┌─ INPUT FOR THIS TASK

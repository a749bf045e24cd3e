//! Builders for OpenNMS collection envelopes

use serde_json::{json, Value};

/// API v1 envelope: a single record is stored bare, several as an array
pub fn envelope(key: &str, records: Vec<Value>) -> Value {
    let count = records.len();
    let mut body = json!({"count": count, "totalCount": count, "offset": 0});
    match count {
        0 => {}
        1 => body[key] = records.into_iter().next().unwrap_or(Value::Null),
        _ => body[key] = Value::Array(records),
    }
    body
}

/// Envelope that always stores records as an array, even for one record
pub fn array_envelope(key: &str, records: Vec<Value>) -> Value {
    let count = records.len();
    json!({"count": count, "totalCount": count, "offset": 0, key: records})
}

/// Minimal node record
pub fn node_record(id: u64, label: &str) -> Value {
    json!({"id": id.to_string(), "label": label, "type": "A", "labelSource": "U"})
}

pub fn snmp_interface_record(id: u64, if_index: i32) -> Value {
    json!({
        "id": id,
        "ifIndex": if_index,
        "ifName": format!("eth{if_index}"),
        "ifAdminStatus": 1,
        "ifOperStatus": 1,
        "collectFlag": "C",
    })
}

pub fn ip_interface_record(id: u64, address: &str) -> Value {
    json!({"id": id, "ipAddress": address, "isManaged": "M", "snmpPrimary": "P"})
}

pub fn service_record(id: u64, name: &str) -> Value {
    json!({"id": id, "status": "A", "serviceType": {"id": id, "name": name}})
}
//! Collection envelope normalization
//!
//! OpenNMS API versions disagree on how a collection is wrapped:
//!
//! - `{"count": 0, "totalCount": 0}` (the collection key may be missing)
//! - `{"count": 1, "node": {...}}` (a single record, not wrapped in an array)
//! - `{"count": 2, "node": [{...}, {...}]}`
//! - a bare array (API v2)
//!
//! Everything downstream of this module only ever sees a `Vec` of records.

use crate::error::OnmsError;
use serde_json::Value;
use tracing::debug;

/// JSON type name used in error messages
pub fn shape(value: &Value) -> &'static str {
    match value {
        Value::Null => "null",
        Value::Bool(_) => "boolean",
        Value::Number(_) => "number",
        Value::String(_) => "string",
        Value::Array(_) => "array",
        Value::Object(_) => "object",
    }
}

/// Number of records the server claims the body holds
///
/// Reads `count`, then `totalCount`; either may be a number or a numeric
/// string. A bare number body is its own count; a missing count reads as 0.
pub fn count(body: &Value) -> Result<u64, OnmsError> {
    match body {
        Value::Null => Ok(0),
        Value::Number(_) => parse_count(body),
        Value::Object(map) => {
            let field = ["count", "totalCount"]
                .iter()
                .find_map(|key| map.get(*key).filter(|v| !v.is_null()));
            match field {
                Some(value) => parse_count(value),
                None => {
                    debug!("response is missing count and totalCount properties");
                    Ok(0)
                }
            }
        }
        other => Err(OnmsError::MalformedResponse(format!(
            "expected a collection object but got {}",
            shape(other)
        ))),
    }
}

fn parse_count(value: &Value) -> Result<u64, OnmsError> {
    let parsed = match value {
        Value::Number(n) => n.as_u64(),
        Value::String(s) => s.trim().parse().ok(),
        _ => None,
    };
    parsed.ok_or_else(|| OnmsError::MalformedResponse(format!("invalid collection count: {value}")))
}

/// Extract the records stored under `key` in a collection envelope
///
/// A zero count always yields an empty sequence, whether or not `key` is
/// present. A single object under `key` becomes a one-element sequence; an
/// array is returned unchanged.
pub fn unwrap_collection(body: Value, key: &str) -> Result<Vec<Value>, OnmsError> {
    let count = count(&body)?;
    let Value::Object(mut map) = body else {
        return Ok(Vec::new());
    };
    if count == 0 {
        return Ok(Vec::new());
    }

    match map.remove(key) {
        None | Some(Value::Null) => Ok(Vec::new()),
        Some(Value::Array(records)) => Ok(records),
        Some(record @ Value::Object(_)) => Ok(vec![record]),
        Some(other) => Err(OnmsError::MalformedResponse(format!(
            "expected an array of {key} records but got {} instead",
            shape(&other)
        ))),
    }
}

/// Like [`unwrap_collection`], but also accepts a bare array (API v2) and an
/// empty body
pub fn unwrap_list(body: Value, key: &str) -> Result<Vec<Value>, OnmsError> {
    match body {
        Value::Array(records) => Ok(records),
        Value::Null => Ok(Vec::new()),
        Value::Object(_) => unwrap_collection(body, key),
        other => Err(OnmsError::MalformedResponse(format!(
            "expected an array of {key} records but got {} instead",
            shape(&other)
        ))),
    }
}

└─

Say how many lines of the data include the string "totalCount". Nothing other than the number should be given.

6